▸ **Task objective**
Read the entries that follow and give each one again precisely.

--------------------

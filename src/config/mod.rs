mod server;

pub use server::{CorsConfig, ServerConfig};
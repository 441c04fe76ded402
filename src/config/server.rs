use std::fs;
use std::net::SocketAddr;
use std::path::{Path, PathBuf};

use serde::Deserialize;

use crate::error::{Error, Result};

const DEFAULT_ORIGIN: &str = "http://localhost:3000";

#[derive(Debug, Clone, Deserialize)]
#[serde(default, deny_unknown_fields)]
pub struct ServerConfig {
    pub host: String,
    pub port: u16,
    /// A filesystem path, or a `sqlite:` / `sqlite://` / `file:` URL.
    pub database_url: String,
    pub cors: CorsConfig,
}

/// Browser origins allowed to call the API.
#[derive(Debug, Clone, Deserialize)]
#[serde(default, deny_unknown_fields)]
pub struct CorsConfig {
    pub allowed_origins: Vec<String>,
    pub allow_credentials: bool,
    pub max_age_secs: u64,
}

impl ServerConfig {
    /// Reads a TOML file. Missing keys fall back to defaults.
    pub fn load(path: &Path) -> Result<Self> {
        let raw = fs::read_to_string(path).map_err(|e| {
            Error::Config(format!("failed to read {}: {e}", path.display()))
        })?;
        Self::from_toml(&raw)
    }

    pub fn from_toml(raw: &str) -> Result<Self> {
        toml::from_str(raw).map_err(|e| Error::Config(e.to_string()))
    }

    pub fn socket_addr(&self) -> Result<SocketAddr> {
        format!("{}:{}", self.host, self.port)
            .parse()
            .map_err(|e| Error::Config(format!("invalid listen address: {e}")))
    }

    /// The database file the URL points at.
    #[must_use]
    pub fn database_path(&self) -> PathBuf {
        let url = self.database_url.as_str();
        let path = ["sqlite://", "sqlite:", "file:"]
            .iter()
            .find_map(|prefix| url.strip_prefix(prefix))
            .unwrap_or(url);
        let path = path.split_once('?').map_or(path, |(path, _)| path);
        PathBuf::from(path)
    }
}

impl Default for ServerConfig {
    fn default() -> Self {
        Self {
            host: "127.0.0.1".to_string(),
            port: 3001,
            database_url: "./data/folio.db".to_string(),
            cors: CorsConfig::default(),
        }
    }
}

impl Default for CorsConfig {
    fn default() -> Self {
        Self {
            allowed_origins: vec![DEFAULT_ORIGIN.to_string()],
            allow_credentials: true,
            max_age_secs: 3600,
        }
    }
}

#[cfg(test)]
mod tests {
    use super::*;

    #[test]
    fn test_defaults() {
        let config = ServerConfig::default();
        assert_eq!(config.socket_addr().unwrap().port(), 3001);
        assert_eq!(config.database_path(), PathBuf::from("./data/folio.db"));
        assert_eq!(config.cors.allowed_origins, ["http://localhost:3000"]);
    }

    #[test]
    fn test_database_url_prefixes() {
        let cases = [
            ("sqlite:///var/lib/folio.db", "/var/lib/folio.db"),
            ("sqlite://folio.db", "folio.db"),
            ("sqlite:folio.db", "folio.db"),
            ("file:folio.db?mode=rwc", "folio.db"),
            ("/tmp/folio.db", "/tmp/folio.db"),
        ];
        for (url, expected) in cases {
            let config = ServerConfig {
                database_url: url.to_string(),
                ..ServerConfig::default()
            };
            assert_eq!(config.database_path(), PathBuf::from(expected), "{url}");
        }
    }

    #[test]
    fn test_partial_toml_keeps_defaults() {
        let config = ServerConfig::from_toml(
            r#"
            port = 9000

            [cors]
            allowed_origins = ["https://app.example.com"]
            "#,
        )
        .unwrap();

        assert_eq!(config.port, 9000);
        assert_eq!(config.host, "127.0.0.1");
        assert_eq!(config.cors.allowed_origins, ["https://app.example.com"]);
        assert!(config.cors.allow_credentials);
    }

    #[test]
    fn test_unknown_keys_are_rejected() {
        let result = ServerConfig::from_toml("prot = 9000");
        assert!(matches!(result, Err(Error::Config(_))));
    }

    #[test]
    fn test_load_from_file() {
        let dir = tempfile::tempdir().unwrap();
        let path = dir.path().join("folio.toml");
        fs::write(&path, "host = \"0.0.0.0\"\ndatabase_url = \"sqlite:db.sqlite\"\n").unwrap();

        let config = ServerConfig::load(&path).unwrap();
        assert_eq!(config.host, "0.0.0.0");
        assert_eq!(config.database_path(), PathBuf::from("db.sqlite"));

        let missing = ServerConfig::load(&dir.path().join("absent.toml"));
        assert!(matches!(missing, Err(Error::Config(_))));
    }
}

--------------------

▸ **Expected answer**
filename src/config/mod.rs
mod server;

pub use server::{CorsConfig, ServerConfig};
repository 441c04fe76ded402
filename src/config/server.rs
use std::fs;
use std::net::SocketAddr;
use std::path::{Path, PathBuf};

use serde::Deserialize;

use crate::error::{Error, Result};

const DEFAULT_ORIGIN: &str = "http://localhost:3000";

#[derive(Debug, Clone, Deserialize)]
#[serde(default, deny_unknown_fields)]
pub struct ServerConfig {
    pub host: String,
    pub port: u16,
    /// A filesystem path, or a `sqlite:` / `sqlite://` / `file:` URL.
    pub database_url: String,
    pub cors: CorsConfig,
}

/// Browser origins allowed to call the API.
#[derive(Debug, Clone, Deserialize)]
#[serde(default, deny_unknown_fields)]
pub struct CorsConfig {
    pub allowed_origins: Vec<String>,
    pub allow_credentials: bool,
    pub max_age_secs: u64,
}

impl ServerConfig {
    /// Reads a TOML file. Missing keys fall back to defaults.
    pub fn load(path: &Path) -> Result<Self> {
        let raw = fs::read_to_string(path).map_err(|e| {
            Error::Config(format!("failed to read {}: {e}", path.display()))
        })?;
        Self::from_toml(&raw)
    }

    pub fn from_toml(raw: &str) -> Result<Self> {
        toml::from_str(raw).map_err(|e| Error::Config(e.to_string()))
    }

    pub fn socket_addr(&self) -> Result<SocketAddr> {
        format!("{}:{}", self.host, self.port)
            .parse()
            .map_err(|e| Error::Config(format!("invalid listen address: {e}")))
    }

    /// The database file the URL points at.
    #[must_use]
    pub fn database_path(&self) -> PathBuf {
        let url = self.database_url.as_str();
        let path = ["sqlite://", "sqlite:", "file:"]
            .iter()
            .find_map(|prefix| url.strip_prefix(prefix))
            .unwrap_or(url);
        let path = path.split_once('?').map_or(path, |(path, _)| path);
        PathBuf::from(path)
    }
}

impl Default for ServerConfig {
    fn default() -> Self {
        Self {
            host: "127.0.0.1".to_string(),
            port: 3001,
            database_url: "./data/folio.db".to_string(),
            cors: CorsConfig::default(),
        }
    }
}

impl Default for CorsConfig {
    fn default() -> Self {
        Self {
            allowed_origins: vec![DEFAULT_ORIGIN.to_string()],
            allow_credentials: true,
            max_age_secs: 3600,
        }
    }
}

#[cfg(test)]
mod tests {
    use super::*;

    #[test]
    fn test_defaults() {
        let config = ServerConfig::default();
        assert_eq!(config.socket_addr().unwrap().port(), 3001);
        assert_eq!(config.database_path(), PathBuf::from("./data/folio.db"));
        assert_eq!(config.cors.allowed_origins, ["http://localhost:3000"]);
    }

    #[test]
    fn test_database_url_prefixes() {
        let cases = [
            ("sqlite:///var/lib/folio.db", "/var/lib/folio.db"),
            ("sqlite://folio.db", "folio.db"),
            ("sqlite:folio.db", "folio.db"),
            ("file:folio.db?mode=rwc", "folio.db"),
            ("/tmp/folio.db", "/tmp/folio.db"),
        ];
        for (url, expected) in cases {
            let config = ServerConfig {
                database_url: url.to_string(),
                ..ServerConfig::default()
            };
            assert_eq!(config.database_path(), PathBuf::from(expected), "{url}");
        }
    }

    #[test]
    fn test_partial_toml_keeps_defaults() {
        let config = ServerConfig::from_toml(
            r#"
            port = 9000

            [cors]
            allowed_origins = ["https://app.example.com"]
            "#,
        )
        .unwrap();

        assert_eq!(config.port, 9000);
        assert_eq!(config.host, "127.0.0.1");
        assert_eq!(config.cors.allowed_origins, ["https://app.example.com"]);
        assert!(config.cors.allow_credentials);
    }

    #[test]
    fn test_unknown_keys_are_rejected() {
        let result = ServerConfig::from_toml("prot = 9000");
        assert!(matches!(result, Err(Error::Config(_))));
    }

    #[test]
    fn test_load_from_file() {
        let dir = tempfile::tempdir().unwrap();
        let path = dir.path().join("folio.toml");
        fs::write(&path, "host = \"0.0.0.0\"\ndatabase_url = \"sqlite:db.sqlite\"\n").unwrap();

        let config = ServerConfig::load(&path).unwrap();
        assert_eq!(config.host, "0.0.0.0");
        assert_eq!(config.database_path(), PathBuf::from("db.sqlite"));

        let missing = ServerConfig::load(&dir.path().join("absent.toml"));
        assert!(matches!(missing, Err(Error::Config(_))));
    }
}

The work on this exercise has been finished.